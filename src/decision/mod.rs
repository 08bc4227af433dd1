//! Rule-based decision engine turning a listing snapshot and viewer preferences into a bounded,
//! human-readable recommendation.
//!
//! The pipeline is pure: subscores and signals are derived from the raw inputs, combined into a
//! match score and verdict, then explained with reasons and one advice sentence. Invariant
//! checks run after assembly and are returned to the caller rather than enforced.

mod advice;
pub mod domain;
mod ranking;
mod reasons;
mod signals;
mod subscores;
mod validation;

#[cfg(test)]
mod tests;

pub use advice::MAX_ADVICE_CHARS;
pub use domain::{
    Decision, DemandLevel, ListingId, ListingSnapshot, PriceSignal, SubscoreBreakdown, Verdict,
    ViewerContext,
};
pub use ranking::RankedListing;
pub use reasons::MAX_REASONS;
pub use validation::InvariantViolation;

use std::collections::BTreeMap;

use reasons::ReasonInputs;
use serde::Serialize;

/// Stateless facade over the decision pipeline.
#[derive(Debug, Clone, Copy, Default)]
pub struct DecisionEngine;

impl DecisionEngine {
    pub fn new() -> Self {
        Self
    }

    pub fn evaluate(&self, listing: &ListingSnapshot, context: &ViewerContext) -> Evaluation {
        evaluate(listing, context)
    }

    pub fn decide(&self, listing: &ListingSnapshot, context: Option<&ViewerContext>) -> Decision {
        let no_preferences = ViewerContext::default();
        evaluate(listing, context.unwrap_or(&no_preferences)).decision
    }

    /// Full evaluations keyed by listing identifier, with the same collapsing as `decide_all`.
    pub fn evaluate_all(
        &self,
        listings: &[ListingSnapshot],
        context: &ViewerContext,
    ) -> BTreeMap<ListingId, Evaluation> {
        ranking::evaluate_all(listings, context)
    }

    /// One entry per distinct listing identifier; a repeated identifier keeps its last decision.
    pub fn decide_all(
        &self,
        listings: &[ListingSnapshot],
        context: Option<&ViewerContext>,
    ) -> BTreeMap<ListingId, Decision> {
        let no_preferences = ViewerContext::default();
        ranking::decide_all(listings, context.unwrap_or(&no_preferences))
    }

    pub fn rank_by_match(
        &self,
        listings: Vec<ListingSnapshot>,
        context: Option<&ViewerContext>,
    ) -> Vec<ListingSnapshot> {
        self.rank_with_decisions(listings, context)
            .into_iter()
            .map(|entry| entry.listing)
            .collect()
    }

    pub fn rank_with_decisions(
        &self,
        listings: Vec<ListingSnapshot>,
        context: Option<&ViewerContext>,
    ) -> Vec<RankedListing> {
        let no_preferences = ViewerContext::default();
        ranking::rank(listings, context.unwrap_or(&no_preferences))
    }

    /// Re-checks a decision against the output contract.
    pub fn validate(&self, decision: &Decision) -> Vec<InvariantViolation> {
        validation::check_decision(decision)
    }
}

/// Decision plus the audit data produced while computing it.
#[derive(Debug, Clone, PartialEq, Serialize)]
pub struct Evaluation {
    pub decision: Decision,
    pub subscores: SubscoreBreakdown,
    pub violations: Vec<InvariantViolation>,
}

pub(crate) fn evaluate(listing: &ListingSnapshot, context: &ViewerContext) -> Evaluation {
    let breakdown = subscores::subscores(listing, context);
    let match_score = subscores::composite_score(&breakdown);
    let verdict = signals::verdict_for(match_score);
    let price_signal = signals::price_signal(listing);
    let demand_signal = signals::demand_signal(listing);

    let reasons = reasons::generate_reasons(
        listing,
        context,
        &ReasonInputs {
            verdict,
            price_signal,
            demand_signal,
        },
    );
    let main_advice = advice::main_advice(verdict, price_signal, demand_signal);

    let decision = Decision::new(
        match_score,
        verdict,
        reasons,
        price_signal,
        demand_signal,
        main_advice.to_string(),
    );
    let violations = validation::check_decision(&decision);

    Evaluation {
        decision,
        subscores: breakdown,
        violations,
    }
}
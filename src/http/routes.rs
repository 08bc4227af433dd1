use std::collections::BTreeMap;
use std::sync::atomic::Ordering;

use axum::extract::State;
use axum::http::{header, StatusCode};
use axum::response::IntoResponse;
use axum::Json;
use serde::{Deserialize, Serialize};
use serde_json::json;
use tracing::debug;

use super::AppState;
use crate::decision::{
    Decision, ListingId, ListingSnapshot, RankedListing, SubscoreBreakdown, ViewerContext,
};
use crate::error::{AppError, InputError};
use crate::telemetry::report_violations;

#[derive(Debug, Deserialize)]
pub struct DecideRequest {
    pub listing: ListingSnapshot,
    #[serde(default)]
    pub context: Option<ViewerContext>,
}

#[derive(Debug, Serialize)]
pub struct DecideResponse {
    pub listing_id: ListingId,
    pub decision: Decision,
    pub subscores: SubscoreBreakdown,
}

#[derive(Debug, Deserialize)]
pub struct BatchDecisionRequest {
    pub listings: Vec<ListingSnapshot>,
    #[serde(default)]
    pub context: Option<ViewerContext>,
}

#[derive(Debug, Serialize)]
pub struct BatchDecisionResponse {
    pub decisions: BTreeMap<ListingId, Decision>,
}

#[derive(Debug, Deserialize)]
pub struct RankRequest {
    pub listings: Vec<ListingSnapshot>,
    #[serde(default)]
    pub context: Option<ViewerContext>,
    #[serde(default)]
    pub limit: Option<usize>,
}

#[derive(Debug, Serialize)]
pub struct RankResponse {
    pub ranked: Vec<RankedListing>,
}

pub(crate) async fn healthcheck() -> Json<serde_json::Value> {
    Json(json!({ "status": "ok" }))
}

pub(crate) async fn readiness_endpoint(State(state): State<AppState>) -> impl IntoResponse {
    let ready = state.readiness.load(Ordering::Relaxed);
    let status = if ready {
        StatusCode::OK
    } else {
        StatusCode::SERVICE_UNAVAILABLE
    };

    let payload = if ready {
        json!({ "status": "ready" })
    } else {
        json!({ "status": "initializing" })
    };

    (status, Json(payload))
}

pub(crate) async fn metrics_endpoint(State(state): State<AppState>) -> impl IntoResponse {
    (
        StatusCode::OK,
        [(header::CONTENT_TYPE, "text/plain; version=0.0.4")],
        state.metrics.render(),
    )
}

pub(crate) async fn decide_endpoint(
    State(state): State<AppState>,
    Json(payload): Json<DecideRequest>,
) -> Json<DecideResponse> {
    let DecideRequest { listing, context } = payload;
    let context = context.unwrap_or_default();

    let evaluation = state.engine.evaluate(&listing, &context);
    report_violations(&listing.id, &evaluation.violations);
    debug!(
        listing_id = %listing.id,
        score = evaluation.decision.match_score(),
        verdict = evaluation.decision.verdict().label(),
        "listing evaluated"
    );

    Json(DecideResponse {
        listing_id: listing.id,
        decision: evaluation.decision,
        subscores: evaluation.subscores,
    })
}

pub(crate) async fn batch_endpoint(
    State(state): State<AppState>,
    Json(payload): Json<BatchDecisionRequest>,
) -> Result<Json<BatchDecisionResponse>, AppError> {
    let BatchDecisionRequest { listings, context } = payload;
    ensure_within_limit(&state, listings.len())?;

    let context = context.unwrap_or_default();

    let decisions: BTreeMap<ListingId, Decision> = state
        .engine
        .evaluate_all(&listings, &context)
        .into_iter()
        .map(|(listing_id, evaluation)| {
            report_violations(&listing_id, &evaluation.violations);
            (listing_id, evaluation.decision)
        })
        .collect();
    debug!(count = decisions.len(), "batch evaluated");

    Ok(Json(BatchDecisionResponse { decisions }))
}

pub(crate) async fn rank_endpoint(
    State(state): State<AppState>,
    Json(payload): Json<RankRequest>,
) -> Result<Json<RankResponse>, AppError> {
    let RankRequest {
        listings,
        context,
        limit,
    } = payload;
    ensure_within_limit(&state, listings.len())?;

    let mut ranked = state
        .engine
        .rank_with_decisions(listings, context.as_ref());
    for entry in &ranked {
        report_violations(&entry.listing.id, &entry.violations);
    }
    if let Some(limit) = limit {
        ranked.truncate(limit);
    }
    debug!(count = ranked.len(), "listings ranked");

    Ok(Json(RankResponse { ranked }))
}

fn ensure_within_limit(state: &AppState, actual: usize) -> Result<(), AppError> {
    let limit = state.limits.max_batch_size;
    if actual > limit {
        return Err(InputError::BatchTooLarge { limit, actual }.into());
    }
    Ok(())
}
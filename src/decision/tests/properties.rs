use super::common::*;
use crate::decision::domain::{DemandLevel, ListingSnapshot, PriceSignal, Verdict, ViewerContext};
use crate::decision::reasons::{
    capacity_reason, DESIRED_AREA, LOW_DEMAND, PRICE_ABOVE_AVERAGE, PRICE_BELOW_MARKET,
};
use crate::decision::{MAX_ADVICE_CHARS, MAX_REASONS};

fn listing_variants() -> Vec<ListingSnapshot> {
    let mut variants = Vec::new();
    for price in price_grid() {
        for market_price in [None, Some(1000.0), Some(4000.0), Some(9000.0)] {
            for demand_level in [None, Some(DemandLevel::Low), Some(DemandLevel::High)] {
                for photo_count in [None, Some(1), Some(4), Some(9)] {
                    variants.push(ListingSnapshot {
                        market_price,
                        demand_level,
                        photo_count,
                        ..listing("variant", price)
                    });
                }
            }
        }
    }
    variants
}

#[test]
fn outputs_respect_bounds_for_all_variants() {
    let engine = engine();
    for context in contexts() {
        for listing in listing_variants() {
            let evaluation = engine.evaluate(&listing, &context);
            let decision = &evaluation.decision;

            assert!(decision.match_score() <= 100);
            assert!(decision.reasons().len() <= MAX_REASONS);
            assert!(decision.main_advice().chars().count() <= MAX_ADVICE_CHARS);
            assert!(evaluation.violations.is_empty(), "{:?}", evaluation.violations);
        }
    }
}

#[test]
fn verdict_tracks_score_bands() {
    let engine = engine();
    for context in contexts() {
        for listing in listing_variants() {
            let decision = engine.decide(&listing, Some(&context));
            let score = decision.match_score();

            assert_eq!(decision.verdict() == Verdict::Fits, score >= 75);
            assert_eq!(decision.verdict() == Verdict::NotFits, score < 50);
        }
    }
}

#[test]
fn repeated_calls_are_identical() {
    let engine = engine();
    let (listing, context) = strong_match();

    let first = engine.evaluate(&listing, &context);
    let second = engine.evaluate(&listing, &context);

    assert_eq!(first, second);
    assert_eq!(
        serde_json::to_string(&first.decision).expect("serializes"),
        serde_json::to_string(&second.decision).expect("serializes")
    );
}

#[test]
fn lowering_price_never_lowers_score() {
    let engine = engine();
    for context in contexts() {
        let mut previous: Option<u8> = None;
        // Walk prices downward against a fixed market reference.
        for price in price_grid().into_iter().rev() {
            let listing = ListingSnapshot {
                market_price: Some(6000.0),
                ..listing("monotone", price)
            };
            let score = engine.decide(&listing, Some(&context)).match_score();
            if let Some(previous) = previous {
                assert!(
                    score >= previous,
                    "price {price} scored {score}, below {previous} at a higher price"
                );
            }
            previous = Some(score);
        }
    }
}

#[test]
fn fits_verdict_suppresses_above_average_price() {
    let (base, context) = strong_match();
    let listing = ListingSnapshot {
        price: 1060.0,
        market_price: Some(1000.0),
        quality_score: Some(100.0),
        ..base
    };

    let decision = engine().decide(&listing, Some(&context));

    assert_eq!(decision.price_signal(), PriceSignal::AboveMarket);
    assert_eq!(decision.verdict(), Verdict::Fits);
    assert!(!decision.reasons().iter().any(|reason| reason == PRICE_ABOVE_AVERAGE));
}

#[test]
fn fits_verdict_suppresses_low_demand() {
    let (base, context) = strong_match();
    let listing = ListingSnapshot {
        demand_level: Some(DemandLevel::Low),
        quality_score: Some(100.0),
        ..base
    };
    let context = ViewerContext {
        price_min: None,
        price_max: None,
        ..context
    };

    let decision = engine().decide(&listing, Some(&context));

    assert_eq!(decision.demand_signal(), DemandLevel::Low);
    assert_eq!(decision.match_score(), 75);
    assert_eq!(decision.verdict(), Verdict::Fits);
    assert_eq!(
        decision.reasons(),
        [
            PRICE_BELOW_MARKET.to_string(),
            DESIRED_AREA.to_string(),
            capacity_reason(2),
        ]
    );
}

#[test]
fn fits_verdicts_across_variants_carry_no_negative_reasons() {
    let engine = engine();
    for context in contexts() {
        for listing in listing_variants() {
            let decision = engine.decide(&listing, Some(&context));
            if decision.verdict() == Verdict::Fits {
                assert!(!decision
                    .reasons()
                    .iter()
                    .any(|reason| reason == PRICE_ABOVE_AVERAGE || reason == LOW_DEMAND));
            }
        }
    }
}
use crate::decision::{DecisionEngine, RankedListing};
use crate::error::AppError;
use crate::input::{load_context, load_listing, load_listings_csv};
use crate::server;
use crate::telemetry::report_violations;
use clap::{Args, Parser, Subcommand};
use std::path::PathBuf;

#[derive(Parser, Debug)]
#[command(
    name = "Listing Advisor",
    about = "Score rental listings against viewer preferences, or serve the decision API",
    version
)]
struct Cli {
    #[command(subcommand)]
    command: Option<Command>,
}

#[derive(Subcommand, Debug)]
enum Command {
    /// Start the HTTP service (default command)
    Serve(ServeArgs),
    /// Evaluate a single listing and print its decision as JSON
    Decide(DecideArgs),
    /// Rank listings from a CSV export by match score
    Rank(RankArgs),
}

#[derive(Args, Debug, Default)]
pub(crate) struct ServeArgs {
    /// Override the configured host for the HTTP server
    #[arg(long)]
    pub(crate) host: Option<String>,
    /// Override the configured port for the HTTP server
    #[arg(long)]
    pub(crate) port: Option<u16>,
}

#[derive(Args, Debug)]
pub(crate) struct DecideArgs {
    /// JSON file describing one listing
    #[arg(long)]
    listing: PathBuf,
    /// Optional JSON file with viewer preferences
    #[arg(long)]
    context: Option<PathBuf>,
}

#[derive(Args, Debug)]
pub(crate) struct RankArgs {
    /// CSV file of listings with a header row
    #[arg(long)]
    listings: PathBuf,
    /// Optional JSON file with viewer preferences
    #[arg(long)]
    context: Option<PathBuf>,
    /// Only print the top N listings
    #[arg(long)]
    limit: Option<usize>,
    /// Print JSON instead of a table
    #[arg(long)]
    json: bool,
}

pub async fn run() -> Result<(), AppError> {
    let cli = Cli::parse();
    let command = cli
        .command
        .unwrap_or_else(|| Command::Serve(ServeArgs::default()));

    match command {
        Command::Serve(args) => server::run(args).await,
        Command::Decide(args) => run_decide(args),
        Command::Rank(args) => run_rank(args),
    }
}

fn run_decide(args: DecideArgs) -> Result<(), AppError> {
    let listing = load_listing(&args.listing)?;
    let context = load_context(args.context.as_deref())?;

    let evaluation = DecisionEngine::new().evaluate(&listing, &context);
    report_violations(&listing.id, &evaluation.violations);

    println!("{}", serde_json::to_string_pretty(&evaluation)?);
    Ok(())
}

fn run_rank(args: RankArgs) -> Result<(), AppError> {
    let RankArgs {
        listings,
        context,
        limit,
        json,
    } = args;

    let listings = load_listings_csv(&listings)?;
    let context = load_context(context.as_deref())?;

    let mut ranked = DecisionEngine::new().rank_with_decisions(listings, Some(&context));
    for entry in &ranked {
        report_violations(&entry.listing.id, &entry.violations);
    }
    if let Some(limit) = limit {
        ranked.truncate(limit);
    }

    if json {
        println!("{}", serde_json::to_string_pretty(&ranked)?);
    } else {
        render_ranking(&ranked);
    }
    Ok(())
}

fn render_ranking(ranked: &[RankedListing]) {
    if ranked.is_empty() {
        println!("No listings to rank");
        return;
    }

    println!("Listings ranked by match score");
    for entry in ranked {
        let title = entry.listing.title.as_deref().unwrap_or("untitled");
        let reasons = if entry.decision.reasons().is_empty() {
            "no notable factors".to_string()
        } else {
            entry.decision.reasons().join(", ")
        };
        println!(
            "{:>3}. {} ({}) | score {} | {} | {}",
            entry.position,
            entry.listing.id,
            title,
            entry.decision.match_score(),
            entry.decision.verdict().label(),
            reasons
        );
        println!("     {}", entry.decision.main_advice());
    }
}
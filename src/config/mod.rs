use std::env;
use std::fmt;
use std::net::{IpAddr, SocketAddr};

const DEFAULT_MAX_BATCH_SIZE: usize = 500;

/// Distinguishes runtime behavior for different stages of the service.
#[derive(Debug, Clone, Copy, PartialEq, Eq)]
pub enum AppEnvironment {
    Development,
    Test,
    Production,
}

impl AppEnvironment {
    fn from_str(value: &str) -> Self {
        match value.trim().to_ascii_lowercase().as_str() {
            "prod" | "production" => Self::Production,
            "test" | "ci" => Self::Test,
            _ => Self::Development,
        }
    }
}

/// Top-level configuration for the application.
#[derive(Debug, Clone)]
pub struct AppConfig {
    pub environment: AppEnvironment,
    pub server: ServerConfig,
    pub telemetry: TelemetryConfig,
    pub engine: EngineConfig,
}

impl AppConfig {
    pub fn load() -> Result<Self, ConfigError> {
        dotenvy::dotenv().ok();

        let environment = AppEnvironment::from_str(
            &env::var("APP_ENV").unwrap_or_else(|_| "development".to_string()),
        );

        let host = env::var("APP_HOST").unwrap_or_else(|_| "127.0.0.1".to_string());
        let port = env::var("APP_PORT")
            .unwrap_or_else(|_| "3000".to_string())
            .parse::<u16>()
            .map_err(|_| ConfigError::InvalidPort)?;

        let log_level = env::var("APP_LOG_LEVEL").unwrap_or_else(|_| "info".to_string());

        let max_batch_size = match env::var("APP_MAX_BATCH_SIZE") {
            Ok(raw) => match raw.trim().parse::<usize>() {
                Ok(size) if size > 0 => size,
                _ => return Err(ConfigError::InvalidBatchSize { value: raw }),
            },
            Err(_) => DEFAULT_MAX_BATCH_SIZE,
        };

        Ok(Self {
            environment,
            server: ServerConfig { host, port },
            telemetry: TelemetryConfig { log_level },
            engine: EngineConfig { max_batch_size },
        })
    }
}

/// Settings controlling the HTTP server binding.
#[derive(Debug, Clone)]
pub struct ServerConfig {
    pub host: String,
    pub port: u16,
}

impl ServerConfig {
    pub fn socket_addr(&self) -> Result<SocketAddr, ConfigError> {
        if self.host.eq_ignore_ascii_case("localhost") {
            return Ok(SocketAddr::new(IpAddr::from([127, 0, 0, 1]), self.port));
        }

        let ip: IpAddr = self
            .host
            .parse()
            .map_err(|source| ConfigError::InvalidHost { source })?;

        Ok(SocketAddr::new(ip, self.port))
    }
}

/// Tracing controls.
#[derive(Debug, Clone)]
pub struct TelemetryConfig {
    pub log_level: String,
}

/// Limits applied by callers of the decision engine.
#[derive(Debug, Clone, Copy, PartialEq, Eq)]
pub struct EngineConfig {
    pub max_batch_size: usize,
}

impl Default for EngineConfig {
    fn default() -> Self {
        Self {
            max_batch_size: DEFAULT_MAX_BATCH_SIZE,
        }
    }
}

#[derive(Debug)]
pub enum ConfigError {
    InvalidPort,
    InvalidHost { source: std::net::AddrParseError },
    InvalidBatchSize { value: String },
}

impl fmt::Display for ConfigError {
    fn fmt(&self, f: &mut fmt::Formatter<'_>) -> fmt::Result {
        match self {
            ConfigError::InvalidPort => write!(f, "APP_PORT must be a valid u16"),
            ConfigError::InvalidHost { .. } => {
                write!(f, "APP_HOST must parse to an IPv4 or IPv6 address")
            }
            ConfigError::InvalidBatchSize { value } => write!(
                f,
                "APP_MAX_BATCH_SIZE must be a positive integer, got '{value}'"
            ),
        }
    }
}

impl std::error::Error for ConfigError {
    fn source(&self) -> Option<&(dyn std::error::Error + 'static)> {
        match self {
            ConfigError::InvalidPort | ConfigError::InvalidBatchSize { .. } => None,
            ConfigError::InvalidHost { source } => Some(source),
        }
    }
}
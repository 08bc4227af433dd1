use super::domain::{DemandLevel, PriceSignal, Verdict};

pub const MAX_ADVICE_CHARS: usize = 120;

pub(crate) const BOOK_QUICKLY: &str = "good deal, book quickly.";
pub(crate) const GOOD_PRICE: &str = "good price for this area.";
pub(crate) const DECIDE_SOON: &str = "popular option, decide soon.";
pub(crate) const GOOD_OPTION: &str = "good option to book.";
pub(crate) const COMPARE_PRICE: &str = "compare with similar listings on price.";
pub(crate) const REVIEW_DETAILS: &str = "review the details before deciding.";
pub(crate) const CHEAPER_ELSEWHERE: &str = "cheaper options exist in this area.";
pub(crate) const CONSIDER_OTHERS: &str = "consider other options.";

/// First matching row wins; every verdict has a fallback row so the table is total.
pub(crate) fn main_advice(
    verdict: Verdict,
    price: PriceSignal,
    demand: DemandLevel,
) -> &'static str {
    use DemandLevel::High;
    use PriceSignal::{AboveMarket, BelowMarket};

    match (verdict, price, demand) {
        (Verdict::Fits, BelowMarket, High) => BOOK_QUICKLY,
        (Verdict::Fits, BelowMarket, _) => GOOD_PRICE,
        (Verdict::Fits, _, High) => DECIDE_SOON,
        (Verdict::Fits, _, _) => GOOD_OPTION,
        (Verdict::Neutral, AboveMarket, _) => COMPARE_PRICE,
        (Verdict::Neutral, _, _) => REVIEW_DETAILS,
        (Verdict::NotFits, AboveMarket, _) => CHEAPER_ELSEWHERE,
        (Verdict::NotFits, _, _) => CONSIDER_OTHERS,
    }
}
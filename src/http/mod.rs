//! HTTP surface for the decision engine: probes, metrics, and the decision endpoints.

mod routes;

pub use routes::{
    BatchDecisionRequest, BatchDecisionResponse, DecideRequest, DecideResponse, RankRequest,
    RankResponse,
};

use std::sync::atomic::AtomicBool;
use std::sync::Arc;

use axum::routing::{get, post};
use axum::Router;
use metrics_exporter_prometheus::PrometheusHandle;

use crate::config::EngineConfig;
use crate::decision::DecisionEngine;

#[derive(Clone)]
pub struct AppState {
    pub readiness: Arc<AtomicBool>,
    pub metrics: Arc<PrometheusHandle>,
    pub engine: DecisionEngine,
    pub limits: EngineConfig,
}

impl AppState {
    pub fn new(metrics: PrometheusHandle, limits: EngineConfig) -> Self {
        Self {
            readiness: Arc::new(AtomicBool::new(false)),
            metrics: Arc::new(metrics),
            engine: DecisionEngine::new(),
            limits,
        }
    }
}

/// Router builder exposing probes and decision endpoints.
pub fn router(state: AppState) -> Router {
    Router::new()
        .route("/health", get(routes::healthcheck))
        .route("/ready", get(routes::readiness_endpoint))
        .route("/metrics", get(routes::metrics_endpoint))
        .route("/api/v1/decisions", post(routes::decide_endpoint))
        .route("/api/v1/decisions/batch", post(routes::batch_endpoint))
        .route("/api/v1/decisions/rank", post(routes::rank_endpoint))
        .with_state(state)
}
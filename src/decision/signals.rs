use super::domain::{DemandLevel, ListingSnapshot, PriceSignal, Verdict};
use super::subscores::market_diff_pct;

const MARKET_BAND_PCT: f64 = 5.0;
const FITS_THRESHOLD: u8 = 75;
const NEUTRAL_THRESHOLD: u8 = 50;

/// Categorical price position. Computed from the raw price inputs, not from the price subscore,
/// so the two can disagree near the band edges.
pub(crate) fn price_signal(listing: &ListingSnapshot) -> PriceSignal {
    if listing.known_market_price().is_none() {
        return PriceSignal::Market;
    }

    let diff = market_diff_pct(listing);
    if diff > MARKET_BAND_PCT {
        PriceSignal::BelowMarket
    } else if diff < -MARKET_BAND_PCT {
        PriceSignal::AboveMarket
    } else {
        PriceSignal::Market
    }
}

pub(crate) fn demand_signal(listing: &ListingSnapshot) -> DemandLevel {
    listing.demand_level.unwrap_or(DemandLevel::Medium)
}

pub(crate) fn verdict_for(score: u8) -> Verdict {
    if score >= FITS_THRESHOLD {
        Verdict::Fits
    } else if score >= NEUTRAL_THRESHOLD {
        Verdict::Neutral
    } else {
        Verdict::NotFits
    }
}
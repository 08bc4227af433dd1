//! Loading listings and viewer preferences from files handed to the CLI.

use std::fs::File;
use std::io::{BufReader, Read};
use std::path::Path;

use serde::de::DeserializeOwned;

use crate::decision::{ListingSnapshot, ViewerContext};
use crate::error::AppError;

/// Reads listings from CSV with a header row of snake_case field names. Empty cells are absent.
pub fn read_listings_csv<R: Read>(reader: R) -> Result<Vec<ListingSnapshot>, csv::Error> {
    let mut csv_reader = csv::ReaderBuilder::new()
        .trim(csv::Trim::All)
        .from_reader(reader);

    let listings: Result<Vec<ListingSnapshot>, csv::Error> = csv_reader.deserialize().collect();
    listings
}

pub fn load_listings_csv(path: &Path) -> Result<Vec<ListingSnapshot>, AppError> {
    let file = File::open(path)?;
    Ok(read_listings_csv(BufReader::new(file))?)
}

pub fn load_listing(path: &Path) -> Result<ListingSnapshot, AppError> {
    load_json(path)
}

/// Missing path means "no preferences".
pub fn load_context(path: Option<&Path>) -> Result<ViewerContext, AppError> {
    match path {
        Some(path) => load_json(path),
        None => Ok(ViewerContext::default()),
    }
}

fn load_json<T: DeserializeOwned>(path: &Path) -> Result<T, AppError> {
    let file = File::open(path)?;
    Ok(serde_json::from_reader(BufReader::new(file))?)
}
use axum::Json;
use axum::extract::rejection::JsonRejection;
use axum::extract::{Path, State};
use axum::http::StatusCode;
use galley_application::{NewEntryInput, NewEntryOutcome};
use galley_core::AppError;
use galley_domain::{EntityKind, RecordId};
use tracing::{debug, info, warn};

use crate::dto::{EntryResponse, NewEntryRequest, NewEntryResponse};
use crate::error::{ApiError, ApiResult};
use crate::state::AppState;

/// Creates linked client records from one submission.
///
/// Every failure, including an unreadable body, is reported as `400` with the
/// error envelope. Records written before a failure are not rolled back.
pub async fn new_entry_handler(
    State(state): State<AppState>,
    payload: Result<Json<NewEntryRequest>, JsonRejection>,
) -> ApiResult<(StatusCode, Json<NewEntryResponse>)> {
    let Json(payload) = payload.map_err(|rejection| {
        warn!(error = %rejection.body_text(), "rejected unreadable new entry payload");
        ApiError::bad_request(AppError::Validation(rejection.body_text()))
    })?;

    let outcome = state
        .new_entry_service
        .create_entry(NewEntryInput::from(payload))
        .await
        .map_err(|error| {
            warn!(%error, "new entry failed");
            ApiError::bad_request(error)
        })?;

    log_created(&outcome);

    Ok((
        StatusCode::CREATED,
        Json(NewEntryResponse {
            success: true,
            data: outcome.into(),
        }),
    ))
}

pub async fn get_entry_handler(
    State(state): State<AppState>,
    Path((kind, id)): Path<(String, String)>,
) -> ApiResult<Json<EntryResponse>> {
    let kind = EntityKind::parse(&kind)?;
    let id = RecordId::parse(&id)?;

    let record = state.new_entry_service.find_record(kind, id).await?;

    Ok(Json(EntryResponse {
        success: true,
        kind: record.kind().as_str(),
        data: record.into(),
    }))
}

fn log_created(outcome: &NewEntryOutcome) {
    if outcome.is_empty() {
        info!("new entry carried no identity fields; nothing created");
        return;
    }

    if let Some(group) = &outcome.group {
        debug!(group_id = %group.id(), "created group");
    }
    if let Some(chain) = &outcome.chain {
        debug!(chain_id = %chain.id(), "created chain");
    }
    if let Some(site) = &outcome.site {
        debug!(site_id = %site.id(), "created site");
    }
    if let Some(contact) = &outcome.contact {
        debug!(contact_id = %contact.id(), "created contact");
    }
    if let Some(supplier) = &outcome.supplier {
        debug!(supplier_id = %supplier.id(), "created supplier");
    }
}

#[cfg(test)]
mod tests;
○ ○ ○ ○ ○
*What you will do*. Begin with the line above that has "use serde::Serialize;" and continue through the line that has "context: Option<&ViewerContext>) ->", setting each one down exactly. Stop there.

*Task answer*.
use serde::Serialize;

/// Stateless facade over the decision pipeline.
#[derive(Debug, Clone, Copy, Default)]
pub struct DecisionEngine;

impl DecisionEngine {
    pub fn new() -> Self {
        Self
    }

    pub fn evaluate(&self, listing: &ListingSnapshot, context: &ViewerContext) -> Evaluation {
        evaluate(listing, context)
    }

    pub fn decide(&self, listing: &ListingSnapshot, context: Option<&ViewerContext>) -> Decision {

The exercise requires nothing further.